Is it useful to protect weights with copyright? What if I download your weights and retrain them for 5 seconds, changing each weight .0000001%? How much change is a new product? What if I change a single weight?

hedgehog2y ago

Like the parallel scenarios of taking a book and changing a few words, slapping a new logo on someone else's app, or stylizing a photo with a filter, those are questions that will be answered in court if people can't come to an agreement on their own.

archivist02y ago

> One last thing. The Pile would’ve been far less relevant without the wonderful assistance of The Eye, a group of people who archive all kinds of things. They’ve hosted the datasets for years now. And although it seems strange to say that dataset hosting could make or break The Pile, back then there was nobody else willing to host us. https://the-eye.eu/

I'm afraid to say... the-eye no longer hosts the pile as of today due to legal threats above the likes of DMCA.

Though I believe it's still available via its original torrent and on at.

> https://academictorrents.com/details/0d366035664fdf51cfbe9f7...

sfriedr2y ago

Of this is true, it would be something close of an insane situation: One of the largest datasets, that the largest companies are using to train their models (probably; many of the best LLMs have technical reports that raise more questions rather than answer them) being forced to live an obscure existance on torrents.

From a scientific point of view this is very problematic because few safeguards exist that guarantee that the dataset is not tampered with (as is the case if you'd upload it to Zenodo, which providea some guarantee of immutability).

How about trying to upload the Pile to Zenodo? Only half-joking :D

koheripbal2y ago

I'm more interested in The Pile V2 which seems to have gone underground...

sfriedr2y ago

Could you share more about copyright? For example, aren't you worried that now, with all kinds of lawsuits happening [1] and copyright issues that were found in existing datasets [2], that you might get threatening letters from a lawyer some day?

I'm the author of [3] where we introduced one of the first natural-language datasets that test graduate mathematics for LLMs, but some of the prompts we took from a copyrighted book and therefore thought about excluding them. Having them in the public dataset would be really nice though, hence I'm keen about your experience.

I'd also be keen to hear how your challenge against the DMCA on sharing LLaMA's weights goes?

[1] https://www.theguardian.com/books/2023/jul/05/authors-file-a... [2] https://arxiv.org/abs/2105.05241 [3] https://arxiv.org/abs/2301.13867

sillysaurusx2y ago

I think a lot of hackers shy away from doing impactful work because of fear. Sometimes those fears are justified, but it's remarkable how often things that seem like a big deal turn out not to matter.
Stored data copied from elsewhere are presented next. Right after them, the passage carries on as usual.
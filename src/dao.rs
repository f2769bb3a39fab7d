//! Storage backend contract: everything the diff engine and merge executor need from
//! wherever a dataset actually lives. `in_memory_dao` is the one implementation carried here -
//! both a legitimate lightweight backend and the merge executor's usual target in tests.

use std::path::Path;

use itertools::Itertools;

use crate::entities::equality::{PracticalEq, PracticalEqTuple};
use crate::entities::*;
use crate::ids::*;
use crate::require;
use crate::utils::{measure, DatasetRoot, FileHashCache, Result};

pub mod in_memory_dao;

/// Everything except messages is expected to be cheap and pre-computed; messages are read
/// through the paginated methods below so a backend never has to hold a whole chat in memory.
pub trait ChatHistoryDao: Send {
    /// User-friendly name of the loaded data.
    fn name(&self) -> &str;

    /// Directory that stores everything, including per-dataset roots.
    fn storage_path(&self) -> &Path;

    fn datasets(&self) -> Result<Vec<Dataset>>;

    /// Directory that stores everything in the dataset; every message path is relative to it.
    fn dataset_root(&self, ds_uuid: &PbUuid) -> Result<DatasetRoot>;

    fn myself(&self, ds_uuid: &PbUuid) -> Result<User>;

    /// Contains myself first, then the rest sorted by id.
    fn users(&self, ds_uuid: &PbUuid) -> Result<Vec<User>> {
        let myself = self.myself(ds_uuid)?;
        let mut rest = self.users_inner(ds_uuid)?.into_iter().filter(|u| u.id != myself.id).collect_vec();
        rest.sort_by_key(|u| u.id);
        let mut result = vec![myself];
        result.extend(rest);
        Ok(result)
    }

    fn users_inner(&self, ds_uuid: &PbUuid) -> Result<Vec<User>>;

    fn user_option(&self, ds_uuid: &PbUuid, id: UserId) -> Result<Option<User>> {
        Ok(self.users_inner(ds_uuid)?.into_iter().find(|u| u.id == id))
    }

    /// Chats ordered by last message timestamp, descending; chats with no messages last.
    fn chats(&self, ds_uuid: &PbUuid) -> Result<Vec<ChatWithDetails>> {
        let mut chats = self.chats_inner(ds_uuid)?;
        chats.sort_by_key(|cwd| cwd.last_msg_option.as_ref().map(|m| -*m.timestamp).unwrap_or(i64::MAX));
        Ok(chats)
    }

    fn chats_inner(&self, ds_uuid: &PbUuid) -> Result<Vec<ChatWithDetails>>;

    fn chat_option(&self, ds_uuid: &PbUuid, id: ChatId) -> Result<Option<ChatWithDetails>> {
        Ok(self.chats_inner(ds_uuid)?.into_iter().find(|c| c.chat.id == id))
    }

    /// Skip `offset` messages then take `limit`, in forward time order.
    fn scroll_messages(&self, chat: &Chat, offset: usize, limit: usize) -> Result<Vec<Message>>;

    fn first_messages(&self, chat: &Chat, limit: usize) -> Result<Vec<Message>> {
        self.scroll_messages(chat, 0, limit)
    }

    fn last_messages(&self, chat: &Chat, limit: usize) -> Result<Vec<Message>>;

    /// At most `limit` messages ending with (and including) `msg_id`; at least one element.
    fn messages_before(&self, chat: &Chat, msg_id: MessageInternalId, limit: usize) -> Result<Vec<Message>> {
        require!(limit > 0, "limit is zero");
        let result = self.messages_before_impl(chat, msg_id, limit)?;
        assert!(!result.is_empty() && result.len() <= limit);
        Ok(result)
    }

    fn messages_before_impl(&self, chat: &Chat, msg_id: MessageInternalId, limit: usize) -> Result<Vec<Message>>;

    /// At most `limit` messages starting with (and including) `msg_id`; at least one element.
    fn messages_after(&self, chat: &Chat, msg_id: MessageInternalId, limit: usize) -> Result<Vec<Message>> {
        require!(limit > 0, "limit is zero");
        let result = self.messages_after_impl(chat, msg_id, limit)?;
        assert!(!result.is_empty() && result.len() <= limit);
        Ok(result)
    }

    fn messages_after_impl(&self, chat: &Chat, msg_id: MessageInternalId, limit: usize) -> Result<Vec<Message>>;

    /// Messages between `msg1_id` and `msg2_id`, inclusive on both ends.
    fn messages_between(&self, chat: &Chat, msg1_id: MessageInternalId, msg2_id: MessageInternalId) -> Result<Vec<Message>>;

    /// Count of messages strictly between `msg1_id` and `msg2_id`, exclusive on both ends.
    fn count_messages_between(&self, chat: &Chat, msg1_id: MessageInternalId, msg2_id: MessageInternalId) -> Result<usize>;

    fn message_option(&self, chat: &Chat, source_id: MessageSourceId) -> Result<Option<Message>>;

    fn message_option_by_internal_id(&self, chat: &Chat, internal_id: MessageInternalId) -> Result<Option<Message>>;

    fn is_loaded(&self, storage_path: &Path) -> bool {
        self.storage_path() == storage_path
    }
}

pub trait MutableChatHistoryDao: ChatHistoryDao {
    /// Snapshot the dataset storage for recovery; the merge executor's only rollback mechanism.
    fn backup(&mut self) -> Result<()>;

    fn disable_backups(&mut self);

    fn enable_backups(&mut self);

    /// Inserts the dataset as-is, with its UUID already set.
    fn insert_dataset(&mut self, ds: Dataset) -> Result<Dataset>;

    fn insert_user(&mut self, ds_uuid: &PbUuid, user: User, is_myself: bool) -> Result<User>;

    /// Copies the chat's avatar (if any) from `src_ds_root`.
    fn insert_chat(&mut self, ds_uuid: &PbUuid, chat: Chat, src_ds_root: &DatasetRoot) -> Result<Chat>;

    /// Inserts messages for the given chat, ignoring their `internal_id` and copying every
    /// referenced file from `src_ds_root` into this DAO's own dataset root.
    fn insert_messages(&mut self, ds_uuid: &PbUuid, chat: &Chat, msgs: Vec<Message>, src_ds_root: &DatasetRoot) -> Result<()>;
}

const EQUALITY_CHECK_BATCH_SIZE: usize = 5_000;

/// Deep structural comparison of two DAOs' contents for a dataset pair - used by round-trip
/// tests to confirm a merge (or export/import) didn't lose or alter anything (Testable
/// Properties 6 and 7).
pub fn ensure_datasets_are_equal(master_dao: &dyn ChatHistoryDao,
                                  master_ds_uuid: &PbUuid,
                                  slave_dao: &dyn ChatHistoryDao,
                                  slave_ds_uuid: &PbUuid) -> Result<()> {
    measure(|| -> Result<()> {
        let master_ds_root = master_dao.dataset_root(master_ds_uuid)?;
        let slave_ds_root = slave_dao.dataset_root(slave_ds_uuid)?;
        let cache = FileHashCache::new();

        let master_users = master_dao.users(master_ds_uuid)?;
        let slave_users = slave_dao.users(slave_ds_uuid)?;
        require!(master_users.len() == slave_users.len(),
                 "user count differs: was {} became {}", master_users.len(), slave_users.len());
        for (i, (master_user, slave_user)) in master_users.iter().zip(slave_users.iter()).enumerate() {
            require!(master_user.id == slave_user.id
                          && master_user.first_name_option == slave_user.first_name_option
                          && master_user.last_name_option == slave_user.last_name_option
                          && master_user.username_option == slave_user.username_option
                          && master_user.phone_number_option == slave_user.phone_number_option,
                     "user #{i} differs:\nwas    {:?}\nbecame {:?}", master_user, slave_user);
        }

        let master_chats = master_dao.chats(master_ds_uuid)?;
        let slave_chats = slave_dao.chats(slave_ds_uuid)?;
        require!(master_chats.len() == slave_chats.len(),
                 "chat count differs: was {} became {}", master_chats.len(), slave_chats.len());

        for (i, (master_cwd, slave_cwd)) in master_chats.iter().zip(slave_chats.iter()).enumerate() {
            measure(|| -> Result<()> {
                let master_pet = PracticalEqTuple::new(&master_cwd.chat, &master_ds_root, master_cwd, &cache);
                let slave_pet = PracticalEqTuple::new(&slave_cwd.chat, &slave_ds_root, slave_cwd, &cache);
                require!(master_pet.practically_equals(&slave_pet)?,
                         "chat #{i} differs:\nwas    {:?}\nbecame {:?}", master_cwd.chat, slave_cwd.chat);

                let msg_count = master_cwd.chat.msg_count as usize;
                let mut offset: usize = 0;
                while offset < msg_count {
                    let master_messages = master_dao.scroll_messages(&master_cwd.chat, offset, EQUALITY_CHECK_BATCH_SIZE)?;
                    let slave_messages = slave_dao.scroll_messages(&slave_cwd.chat, offset, EQUALITY_CHECK_BATCH_SIZE)?;
                    require!(!master_messages.is_empty() && !slave_messages.is_empty(),
                             "empty messages batch, either flawed batching or wrong msg_count");
                    require!(master_messages.len() == slave_messages.len(),
                             "message count for chat {} differs at offset {offset}: was {} became {}",
                             master_cwd.chat.qualified_name(), master_messages.len(), slave_messages.len());

                    for (j, (master_msg, slave_msg)) in master_messages.iter().zip(slave_messages.iter()).enumerate() {
                        let master_pet = PracticalEqTuple::new(master_msg, &master_ds_root, master_cwd, &cache);
                        let slave_pet = PracticalEqTuple::new(slave_msg, &slave_ds_root, slave_cwd, &cache);
                        require!(master_pet.practically_equals(&slave_pet)?,
                                 "message #{j} for chat {} differs:\nwas    {:?}\nbecame {:?}",
                                 master_cwd.chat.qualified_name(), master_msg, slave_msg);
                    }
                    offset += master_messages.len();
                }
                Ok(())
            }, |_, t| log::info!("chat {} ({} messages) checked in {t} ms",
                                 slave_cwd.chat.qualified_name(), slave_cwd.chat.msg_count))?;
        }
        Ok(())
    }, |_, t| log::info!("dataset equality checked in {t} ms"))
}
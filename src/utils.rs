//! Ambient helpers: result/error conventions, timing, dataset-root path resolution, and the
//! per-run file-content-equality cache used by practical equality.

use std::cell::RefCell;
use std::collections::HashMap;
use std::fs;
use std::hash::Hasher;
use std::io::Read;
use std::path::{Path, PathBuf};
use std::sync::atomic::{AtomicBool, Ordering};
use std::sync::Arc;
use std::time::Instant;

use hashers::fx_hash::FxHasher;

pub type Result<T> = anyhow::Result<T>;
pub type EmptyRes = Result<()>;

/// Same calling convention as a plain `anyhow::ensure!`, kept as its own macro because the
/// merge engine and executor use it pervasively for input-validity checks that should read as
/// domain assertions rather than generic `ensure!`s.
#[macro_export]
macro_rules! require {
    ($cond:expr, $($arg:tt)+) => {
        if !($cond) { anyhow::bail!($($arg)+); }
    };
}

/// Times a closure and passes the result and elapsed milliseconds to `on_done`, for logging
/// around expensive DAO/merge operations.
pub fn measure<T>(f: impl FnOnce() -> T, on_done: impl FnOnce(&T, u128)) -> T {
    let start = Instant::now();
    let result = f();
    let elapsed = start.elapsed().as_millis();
    on_done(&result, elapsed);
    result
}

/// Cooperative cancellation flag shared between a caller and a running analyze/merge job, checked
/// between diff-engine steps and copy boundaries so a cancelled job returns promptly without
/// leaving the target dataset in a worse state than a simple partial write.
#[derive(Clone, Default)]
pub struct CancellationToken(Arc<AtomicBool>);

impl CancellationToken {
    pub fn new() -> Self { Self::default() }

    pub fn cancel(&self) { self.0.store(true, Ordering::SeqCst); }

    pub fn is_cancelled(&self) -> bool { self.0.load(Ordering::SeqCst) }
}

/// Outcome of a cancellable job: a normal error is still an `Err`, cancellation is a distinct
/// terminal state rather than an error variant.
#[derive(Debug, Clone, Copy, PartialEq, Eq)]
pub enum Outcome<T> {
    Done(T),
    Cancelled,
}

/// Directory holding everything for one dataset; every path inside a message is relative to it.
#[derive(Debug, Clone, PartialEq, Eq)]
pub struct DatasetRoot(pub PathBuf);

impl DatasetRoot {
    pub fn to_absolute(&self, path: &str) -> PathBuf {
        let path = Path::new(path);
        assert!(!path.is_absolute(), "path {path:?} should be dataset-root-relative");
        self.0.join(path)
    }
}

/// Content-hash cache for file-content equality, keyed by `(dataset_root, relative_path)` as
/// called for in the design notes. One instance is meant to live for the duration of a single
/// analysis/merge run; it is not a global.
#[derive(Default)]
pub struct FileHashCache {
    inner: RefCell<HashMap<(PathBuf, String), Option<u64>>>,
}

impl FileHashCache {
    pub fn new() -> Self { Self::default() }

    fn digest(path: &Path) -> Option<u64> {
        let mut file = fs::File::open(path).ok()?;
        let mut hasher = FxHasher::default();
        let mut buf = [0u8; 64 * 1024];
        loop {
            let n = file.read(&mut buf).ok()?;
            if n == 0 { break; }
            hasher.write(&buf[..n]);
        }
        Some(hasher.finish())
    }

    /// `None` means the file doesn't exist.
    pub fn digest_of(&self, ds_root: &DatasetRoot, relative_path: &str) -> Option<u64> {
        let key = (ds_root.0.clone(), relative_path.to_owned());
        if let Some(cached) = self.inner.borrow().get(&key) {
            return *cached;
        }
        let digest = Self::digest(&ds_root.to_absolute(relative_path));
        self.inner.borrow_mut().insert(key, digest);
        digest
    }
}

/// Two file references are `=~=` iff both resolve to existing files with identical bytes, or
/// both resolve to nothing.
pub fn files_practically_equal(cache: &FileHashCache,
                                root1: &DatasetRoot, path1: Option<&str>,
                                root2: &DatasetRoot, path2: Option<&str>) -> bool {
    match (path1, path2) {
        (None, None) => true,
        (Some(p1), Some(p2)) => {
            match (cache.digest_of(root1, p1), cache.digest_of(root2, p2)) {
                (None, None) => true,
                (Some(d1), Some(d2)) => d1 == d2,
                _ => false,
            }
        }
        _ => false,
    }
}

pub fn file_exists(root: &DatasetRoot, path: Option<&str>) -> bool {
    path.map(|p| root.to_absolute(p).exists()).unwrap_or(false)
}

/// Copies a file from `src_root`-relative `path` into `dst_root`, skipping if the destination
/// already has identical content - so a resumed or retried copy is a no-op, as required by the
/// concurrency model's idempotency guarantee.
pub fn copy_file_idempotent(src_root: &DatasetRoot, dst_root: &DatasetRoot, relative_path: &str) -> EmptyRes {
    let src = src_root.to_absolute(relative_path);
    let dst = dst_root.to_absolute(relative_path);
    if !src.exists() {
        log::warn!("File {} referenced but missing under {:?}", relative_path, src_root.0);
        return Ok(());
    }
    if dst.exists() {
        return Ok(());
    }
    if let Some(parent) = dst.parent() {
        fs::create_dir_all(parent)?;
    }
    fs::copy(&src, &dst)?;
    Ok(())
}
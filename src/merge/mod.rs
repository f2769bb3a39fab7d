//! Dataset merge: a diff engine that aligns two message streams ([`analyzer`]) and an executor
//! that writes a reconciled dataset from a diff plus user decisions ([`merger`]).
//!
//! Master and slave messages are tagged at the type level so the diff engine cannot mix up which
//! DAO an internal id came from.

use derive_deref::Deref;

use crate::entities::Message;
use crate::ids::{MasterInternalId, SlaveInternalId};

pub mod stream;
pub mod analyzer;
pub mod merger;

pub trait WithTypedId {
    type Item: Copy + Eq;
    fn typed_id(&self) -> Self::Item;
}

#[derive(Deref, Clone, Debug)]
pub struct MasterMessage(pub Message);

impl WithTypedId for MasterMessage {
    type Item = MasterInternalId;
    fn typed_id(&self) -> MasterInternalId { MasterInternalId(self.0.internal_id) }
}

#[derive(Deref, Clone, Debug)]
pub struct SlaveMessage(pub Message);

impl WithTypedId for SlaveMessage {
    type Item = SlaveInternalId;
    fn typed_id(&self) -> SlaveInternalId { SlaveInternalId(self.0.internal_id) }
}
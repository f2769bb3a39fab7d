use pretty_assertions::assert_eq;

use crate::dao::in_memory_dao::InMemoryDao;
use crate::utils::{CancellationToken, DatasetRoot};

use super::*;

fn regular(internal_id: i64, source_id: Option<i64>, ts: i64, text: &str) -> Message {
    Message::new(MessageInternalId(internal_id), source_id.map(MessageSourceId), Timestamp(ts),
                 UserId(1), vec![RichText::make_plain(text.to_owned())],
                 Typed::Regular(MessageRegular {
                     edit_time_option: None, forward_from_name_option: None,
                     reply_to_source_id_option: None, content_option: None,
                 }))
}

fn photo(internal_id: i64, source_id: i64, ts: i64, path_option: Option<String>) -> Message {
    Message::new(MessageInternalId(internal_id), Some(MessageSourceId(source_id)), Timestamp(ts),
                 UserId(1), vec![],
                 Typed::Regular(MessageRegular {
                     edit_time_option: None, forward_from_name_option: None,
                     reply_to_source_id_option: None,
                     content_option: Some(Content::Photo { path_option, width: 10, height: 10 }),
                 }))
}

fn build_dao(root: &str, msgs: Vec<Message>) -> (InMemoryDao, PbUuid, ChatWithDetails) {
    let ds_uuid = PbUuid::random();
    let user = User {
        ds_uuid, id: UserId(1),
        first_name_option: Some("Me".to_owned()), last_name_option: None,
        username_option: None, phone_number_option: None,
    };
    let chat = Chat {
        ds_uuid, id: ChatId(1), name_option: Some("Chat".to_owned()),
        tpe: ChatType::PrivateGroup, img_path_option: None, member_ids: vec![UserId(1)],
        msg_count: msgs.len() as i32,
    };
    let dataset = Dataset { uuid: ds_uuid, alias: root.to_owned(), source_type: "test".to_owned() };
    let ds_root = DatasetRoot(std::path::PathBuf::from(format!("/tmp/analyzer-tests-{root}")));
    let cwd = ChatWithDetails { chat: chat.clone(), last_msg_option: msgs.last().cloned(), members: vec![user.clone()] };
    let dao = InMemoryDao::new(root.to_owned(), ds_root.0.clone())
        .with_dataset(dataset, ds_root, user.id, vec![user], vec![(chat, msgs)]);
    (dao, ds_uuid, cwd)
}

fn analyze(master_msgs: Vec<Message>, slave_msgs: Vec<Message>) -> Result<Outcome<Vec<DiffSegment>>> {
    let (master_dao, master_uuid, master_cwd) = build_dao("master", master_msgs);
    let (slave_dao, slave_uuid, slave_cwd) = build_dao("slave", slave_msgs);
    let analyzer = DatasetDiffAnalyzer::new(&master_dao, &master_uuid, &slave_dao, &slave_uuid)?;
    analyzer.analyze(&master_cwd, &slave_cwd, "test", &CancellationToken::new())
}

fn m(id: i64) -> MasterInternalId { MasterInternalId(MessageInternalId(id)) }
fn s(id: i64) -> SlaveInternalId { SlaveInternalId(MessageInternalId(id)) }

/// S1 - identity.
#[test]
fn identical_streams_are_one_match() -> Result<()> {
    let msgs = vec![regular(1, Some(1), 1, "hi"), regular(2, Some(2), 2, "yo")];
    let result = analyze(msgs.clone(), msgs)?;
    assert_eq!(result, Outcome::Done(vec![
        DiffSegment::Match { first_master_msg_id: m(1), last_master_msg_id: m(2), first_slave_msg_id: s(1), last_slave_msg_id: s(2) },
    ]));
    Ok(())
}

/// S2 - append.
#[test]
fn slave_appends_new_messages() -> Result<()> {
    let master = vec![regular(1, Some(1), 1, "a"), regular(2, Some(2), 2, "b")];
    let slave = vec![regular(1, Some(1), 1, "a"), regular(2, Some(2), 2, "b"),
                      regular(3, Some(3), 3, "c"), regular(4, Some(4), 4, "d")];
    let result = analyze(master, slave)?;
    assert_eq!(result, Outcome::Done(vec![
        DiffSegment::Match { first_master_msg_id: m(1), last_master_msg_id: m(2), first_slave_msg_id: s(1), last_slave_msg_id: s(2) },
        DiffSegment::Add { first_slave_msg_id: s(3), last_slave_msg_id: s(4) },
    ]));
    Ok(())
}

/// S3 - prepend and append.
#[test]
fn slave_prepends_and_appends() -> Result<()> {
    let master = vec![regular(1, Some(3), 3, "c")];
    let slave = vec![regular(1, Some(1), 1, "a"), regular(2, Some(2), 2, "b"),
                      regular(3, Some(3), 3, "c"), regular(4, Some(4), 4, "d")];
    let result = analyze(master, slave)?;
    assert_eq!(result, Outcome::Done(vec![
        DiffSegment::Add { first_slave_msg_id: s(1), last_slave_msg_id: s(2) },
        DiffSegment::Match { first_master_msg_id: m(1), last_master_msg_id: m(1), first_slave_msg_id: s(3), last_slave_msg_id: s(3) },
        DiffSegment::Add { first_slave_msg_id: s(4), last_slave_msg_id: s(4) },
    ]));
    Ok(())
}

/// S4 - same source_id, differing text is a genuine conflict.
#[test]
fn same_source_id_differing_text_is_a_conflict() -> Result<()> {
    let master = vec![regular(1, Some(5), 100, "a")];
    let slave = vec![regular(1, Some(5), 100, "b")];
    let result = analyze(master, slave)?;
    assert_eq!(result, Outcome::Done(vec![
        DiffSegment::Replace { first_master_msg_id: m(1), last_master_msg_id: m(1), first_slave_msg_id: s(1), last_slave_msg_id: s(1) },
    ]));
    Ok(())
}

/// S5 - slave introduces media master never had -> forced Replace, not Match.
#[test]
fn new_media_on_slave_is_a_replace_not_a_match() -> Result<()> {
    let master = vec![photo(1, 7, 100, Some("p.jpg".to_owned()))];
    let slave = vec![photo(1, 7, 100, Some("p.jpg".to_owned()))];

    let (master_dao, master_uuid, master_cwd) = build_dao("s5-master", master);
    let (slave_dao, slave_uuid, slave_cwd) = build_dao("s5-slave", slave);
    let slave_root = slave_dao.dataset_root(&slave_uuid)?;
    std::fs::create_dir_all(&slave_root.0)?;
    std::fs::write(slave_root.0.join("p.jpg"), vec![0u8; 42])?;

    let analyzer = DatasetDiffAnalyzer::new(&master_dao, &master_uuid, &slave_dao, &slave_uuid)?;
    let result = analyzer.analyze(&master_cwd, &slave_cwd, "s5", &CancellationToken::new())?;
    assert_eq!(result, Outcome::Done(vec![
        DiffSegment::Replace { first_master_msg_id: m(1), last_master_msg_id: m(1), first_slave_msg_id: s(1), last_slave_msg_id: s(1) },
    ]));
    Ok(())
}

/// S6 - a pure timezone shift between otherwise-identical datasets is a fatal error.
#[test]
fn time_shift_between_datasets_is_fatal() {
    let master = vec![regular(1, Some(9), 1000, "x")];
    let slave = vec![regular(1, Some(9), 1000 + 3600, "x")];
    let err = analyze(master, slave).unwrap_err();
    let msg = err.to_string();
    assert!(msg.contains("ahead of master by 3600 sec"), "unexpected message: {msg}");
}

/// S7 - no source_ids: ordering falls back to (timestamp, searchable_string).
#[test]
fn retain_then_add_when_ordered_by_timestamp_only() -> Result<()> {
    let master = vec![regular(1, None, 1, "a"), regular(2, None, 3, "c")];
    let slave = vec![regular(1, None, 2, "b"), regular(2, None, 3, "c")];
    let result = analyze(master, slave)?;
    assert_eq!(result, Outcome::Done(vec![
        DiffSegment::Retain { first_master_msg_id: m(1), last_master_msg_id: m(1) },
        DiffSegment::Add { first_slave_msg_id: s(1), last_slave_msg_id: s(1) },
        DiffSegment::Match { first_master_msg_id: m(2), last_master_msg_id: m(2), first_slave_msg_id: s(2), last_slave_msg_id: s(2) },
    ]));
    Ok(())
}

#[test]
fn cancellation_stops_analysis_promptly() -> Result<()> {
    let (master_dao, master_uuid, master_cwd) = build_dao("cancel-master", vec![regular(1, Some(1), 1, "a")]);
    let (slave_dao, slave_uuid, slave_cwd) = build_dao("cancel-slave", vec![regular(1, Some(1), 1, "a")]);
    let analyzer = DatasetDiffAnalyzer::new(&master_dao, &master_uuid, &slave_dao, &slave_uuid)?;
    let cancellation = CancellationToken::new();
    cancellation.cancel();
    let result = analyzer.analyze(&master_cwd, &slave_cwd, "cancel", &cancellation)?;
    assert_eq!(result, Outcome::Cancelled);
    Ok(())
}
My advice for ambitious devs would be to do what seems interesting, and don't worry too much about threatening letters. Usually the worst thing that happens is that you agree to stop doing whatever generated the threat.

Personally, I'm not worried. It would be a damn shame if academics come under fire merely for trying to operate on the cutting edge of science. None of us were trying to make money; we just wanted to make something interesting.

> I'd also be keen to hear how your challenge against the DMCA on sharing LLaMA's weights goes?

Thanks! I think we might be putting up a website for it soon, if only to explain ourselves. In the meantime – I hate this phrase, since I don't want followers – the only way to keep informed is to follow my Twitter, and perhaps keep an eye on my HN comments.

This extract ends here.